Люди, я думаю, вообще не нуждаются в словах.
Достаточно руки в руке и взглядов.
Эльчин Сафарли «Мне тебя обещали»
Сарданапал кормил черномагические книги кусочками сырого мяса, когда за спиной послышалось тихое мурлыканье сфинкса. Продолжая стоять спиной к двери, он на мгновение прикрыл глаза и улыбнулся своим мыслям. Он знал, кто сейчас войдёт в эту дверь. Её шаги он услышал, ещё когда она спускалась по лестнице Атлантов. Да и только с ней своенравный сфинкс превращался из сурового зверя в ласкового котёнка.
Прямо как и его хозяин.
Стоило Медузии проскользнуть в кабинет академика, как тот тут же оставил кормление книг и в мгновение ока развернулся лицом к двери.
Он ждал её…
Она закрыла за собой дверь и как всегда изящно прошла в кабинет и внимательно, как будто изучающе, осмотрела академика с головы до ног. Лицо у неё было строгое, но Сарданапал видел, что ей стоит больших усилий сохранять видимость своего безразличия.
— Я только что видела Клоппа. Он бежал в магпункт, но любезно задержался, чтобы поговорить со мной. Это правда, что вам рукоплескали? — недоверчиво спросила она.
Сарданапал слегка усмехнулся. Он прекрасно знал, что она имела в виду под «любезно задержался». Медузия с Клоппом всегда недолюбливали друг друга, хоть и никогда и не вступали в открытый конфликт. Медузия обладала превосходным умением настолько вежливо просить объяснить ей что-то, что это иной раз выглядело как угроза и вызывало ужас у собеседника. Клопп ненавидел эти её трюки, но никогда не смел не подчиниться. Вот и сейчас — Сарданапал был уверен — он наверняка был в ярости после выходки сфинкса и готов был спустить всех собак на первого попавшегося под руку ученика, но ему не повезло нарваться на Медузию.
— Да, Меди. Рукоплескали, — с улыбкой ответил он и пустился в объяснения.
Медузия старалась придать себе невозмутимый вид, но в глазах её читалось отчаянное: «Я скучала». Он знал, она не любит, когда кто-то замечал и упоминал о её нежных чувствах. Если она пыталась их спрятать, значит, так было нужно. И он благоразумно делал вид, что ничего не замечал.
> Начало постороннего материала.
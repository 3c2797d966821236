// src/store/sqlite.rs

use std::str::FromStr;

use async_trait::async_trait;
use sqlx::{
    SqlitePool,
    sqlite::{SqliteConnectOptions, SqlitePoolOptions},
};

use super::{CatalogCounts, CatalogStore, StoreResult};
use crate::models::{
    achievement::UserAchievement,
    category::{Category, CategoryWithQuizCount},
    game_session::{CompletedAttempt, GameSession, RecentGame},
    question::Question,
    quiz::{QuizDetail, QuizSummary},
    user::User,
};

const QUIZ_COLUMNS: &str = "q.id, q.title, q.description, q.category_id, q.difficulty, \
    q.time_limit, q.created_by, q.is_public, q.plays_count, q.average_score, q.created_at";

const USER_COLUMNS: &str = "id, username, email, password, avatar, total_score, \
    games_played, best_streak, favorite_category, created_at";

/// Opens a SQLite pool, creating the database file if needed.
///
/// Connections are never recycled so that `sqlite::memory:` databases
/// survive for the lifetime of the pool.
pub async fn connect_pool(database_url: &str, max_connections: u32) -> StoreResult<SqlitePool> {
    let options = SqliteConnectOptions::from_str(database_url)?
        .create_if_missing(true)
        .foreign_keys(true);

    SqlitePoolOptions::new()
        .max_connections(max_connections)
        .idle_timeout(None)
        .max_lifetime(None)
        .connect_with(options)
        .await
}

/// [`CatalogStore`] backed by a SQLite pool.
#[derive(Clone)]
pub struct SqliteCatalog {
    pool: SqlitePool,
}

impl SqliteCatalog {
    pub fn new(pool: SqlitePool) -> Self {
        Self { pool }
    }

    pub fn pool(&self) -> &SqlitePool {
        &self.pool
    }

    /// Recomputes the denormalized `categories.question_count` column.
    pub async fn recompute_category_question_counts(&self) -> StoreResult<()> {
        sqlx::query(
            r#"
            UPDATE categories SET question_count = (
                SELECT COUNT(qs.id)
                FROM questions qs
                JOIN quizzes qz ON qs.quiz_id = qz.id
                WHERE qz.category_id = categories.id
            )
            "#,
        )
        .execute(&self.pool)
        .await?;

        Ok(())
    }
}

#[async_trait]
impl CatalogStore for SqliteCatalog {
    async fn list_categories_with_quiz_counts(&self) -> StoreResult<Vec<CategoryWithQuizCount>> {
        sqlx::query_as::<_, CategoryWithQuizCount>(
            r#"
            SELECT
                c.id, c.name, c.icon, c.color, c.description, c.question_count,
                COUNT(q.id) AS quiz_count
            FROM categories c
            LEFT JOIN quizzes q ON c.id = q.category_id
            GROUP BY c.id
            ORDER BY c.name
            "#,
        )
        .fetch_all(&self.pool)
        .await
    }

    async fn get_category_by_name(&self, name: &str) -> StoreResult<Option<Category>> {
        sqlx::query_as::<_, Category>(
            "SELECT id, name, icon, color, description, question_count FROM categories WHERE name = ?",
        )
        .bind(name)
        .fetch_optional(&self.pool)
        .await
    }

    async fn list_quizzes_in_category(&self, category_id: i64) -> StoreResult<Vec<QuizSummary>> {
        let sql = format!(
            r#"
            SELECT {QUIZ_COLUMNS}, COUNT(qs.id) AS question_count
            FROM quizzes q
            LEFT JOIN questions qs ON q.id = qs.quiz_id
            WHERE q.category_id = ?
            GROUP BY q.id
            ORDER BY q.created_at DESC, q.id DESC
            "#
        );

        sqlx::query_as::<_, QuizSummary>(&sql)
            .bind(category_id)
            .fetch_all(&self.pool)
            .await
    }

    async fn get_quiz_with_category(&self, quiz_id: i64) -> StoreResult<Option<QuizDetail>> {
        let sql = format!(
            r#"
            SELECT {QUIZ_COLUMNS}, c.name AS category_name, c.icon AS category_icon
            FROM quizzes q
            JOIN categories c ON q.category_id = c.id
            WHERE q.id = ?
            "#
        );

        sqlx::query_as::<_, QuizDetail>(&sql)
            .bind(quiz_id)
            .fetch_optional(&self.pool)
            .await
    }

    async fn list_all_questions(&self, quiz_id: i64) -> StoreResult<Vec<Question>> {
        sqlx::query_as::<_, Question>(
            r#"
            SELECT
                id, quiz_id, question_text, question_type, correct_answer,
                option_a, option_b, option_c, option_d, explanation, points
            FROM questions
            WHERE quiz_id = ?
            "#,
        )
        .bind(quiz_id)
        .fetch_all(&self.pool)
        .await
    }

    async fn record_completed_attempt(
        &self,
        attempt: &CompletedAttempt,
    ) -> StoreResult<GameSession> {
        let mut tx = self.pool.begin().await?;

        let session = sqlx::query_as::<_, GameSession>(
            r#"
            INSERT INTO game_sessions (user_id, quiz_id, score, total_questions, correct_answers, time_taken)
            VALUES (?, ?, ?, ?, ?, ?)
            RETURNING id, user_id, quiz_id, score, total_questions, correct_answers, time_taken, completed_at
            "#,
        )
        .bind(attempt.user_id)
        .bind(attempt.quiz_id)
        .bind(attempt.score)
        .bind(attempt.total_questions)
        .bind(attempt.correct_answers)
        .bind(attempt.time_taken)
        .fetch_one(&mut *tx)
        .await?;

        // best_streak takes the attempt's correct count, not a consecutive run
        sqlx::query(
            r#"
            UPDATE users SET
                total_score = total_score + ?,
                games_played = games_played + 1,
                best_streak = MAX(best_streak, ?)
            WHERE id = ?
            "#,
        )
        .bind(attempt.score)
        .bind(attempt.correct_answers)
        .bind(attempt.user_id)
        .execute(&mut *tx)
        .await?;

        tx.commit().await?;

        Ok(session)
    }

    async fn pick_random_quiz_id(&self) -> StoreResult<Option<i64>> {
        sqlx::query_scalar::<_, i64>("SELECT id FROM quizzes ORDER BY RANDOM() LIMIT 1")
            .fetch_optional(&self.pool)
            .await
    }

    async fn user_exists(&self, username: &str, email: &str) -> StoreResult<bool> {
        sqlx::query_scalar::<_, bool>(
            "SELECT EXISTS(SELECT 1 FROM users WHERE username = ? OR email = ?)",
        )
        .bind(username)
        .bind(email)
        .fetch_one(&self.pool)
        .await
    }

    async fn create_user(
        &self,
        username: &str,
        email: &str,
        password_hash: &str,
    ) -> StoreResult<User> {
        let sql = format!(
            "INSERT INTO users (username, email, password) VALUES (?, ?, ?) RETURNING {USER_COLUMNS}"
        );

        sqlx::query_as::<_, User>(&sql)
            .bind(username)
            .bind(email)
            .bind(password_hash)
            .fetch_one(&self.pool)
            .await
    }

    async fn find_user_by_username(&self, username: &str) -> StoreResult<Option<User>> {
        let sql = format!("SELECT {USER_COLUMNS} FROM users WHERE username = ?");

        sqlx::query_as::<_, User>(&sql)
            .bind(username)
            .fetch_optional(&self.pool)
            .await
    }

    async fn get_user(&self, user_id: i64) -> StoreResult<Option<User>> {
        let sql = format!("SELECT {USER_COLUMNS} FROM users WHERE id = ?");

        sqlx::query_as::<_, User>(&sql)
            .bind(user_id)
            .fetch_optional(&self.pool)
            .await
    }

    async fn recent_games(&self, user_id: i64, limit: i64) -> StoreResult<Vec<RecentGame>> {
        sqlx::query_as::<_, RecentGame>(
            r#"
            SELECT
                gs.id, gs.user_id, gs.quiz_id, gs.score, gs.total_questions,
                gs.correct_answers, gs.time_taken, gs.completed_at,
                q.title, c.name AS category_name, c.icon
            FROM game_sessions gs
            JOIN quizzes q ON gs.quiz_id = q.id
            JOIN categories c ON q.category_id = c.id
            WHERE gs.user_id = ?
            ORDER BY gs.completed_at DESC, gs.id DESC
            LIMIT ?
            "#,
        )
        .bind(user_id)
        .bind(limit)
        .fetch_all(&self.pool)
        .await
    }

    async fn achievements_for_user(&self, user_id: i64) -> StoreResult<Vec<UserAchievement>> {
        sqlx::query_as::<_, UserAchievement>(
            r#"
            SELECT
                a.id, a.name, a.description, a.icon, a.condition_type,
                a.condition_value, a.points_reward, ua.earned_at
            FROM achievements a
            LEFT JOIN user_achievements ua ON a.id = ua.achievement_id AND ua.user_id = ?
            ORDER BY ua.earned_at IS NULL, ua.earned_at DESC, a.id
            "#,
        )
        .bind(user_id)
        .fetch_all(&self.pool)
        .await
    }

    async fn catalog_counts(&self) -> StoreResult<CatalogCounts> {
        sqlx::query_as::<_, CatalogCounts>(
            r#"
            SELECT
                (SELECT COUNT(*) FROM categories) AS categories,
                (SELECT COUNT(*) FROM quizzes) AS quizzes,
                (SELECT COUNT(*) FROM questions) AS questions
            "#,
        )
        .fetch_one(&self.pool)
        .await
    }
}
Пытался шутить, рассказывал о старичке, которому не посчастливилось оказаться слишком близко, когда академик прошептал заклинание массового охмурения и выпустил искру… Он пытался сделать всё возможное, чтобы хоть как-то помочь ей прийти в норму.
Потому что он знал этот взгляд…
Он видел его почти две с половиной тысячи лет назад. Не единожды, но в один только промежуток времени. Он замечал этот взгляд в каждую их встречу на протяжении четырёх лет. Ему потребовалось целых четыре года, чтобы понять, что он значил. Из-за этого взгляда он когда-то, давным-давно, бросил всё и остался в Тибидохсе учить десятилетних ребятишек магии.
На всю его вечную жизнь этот взгляд отпечатался в его памяти.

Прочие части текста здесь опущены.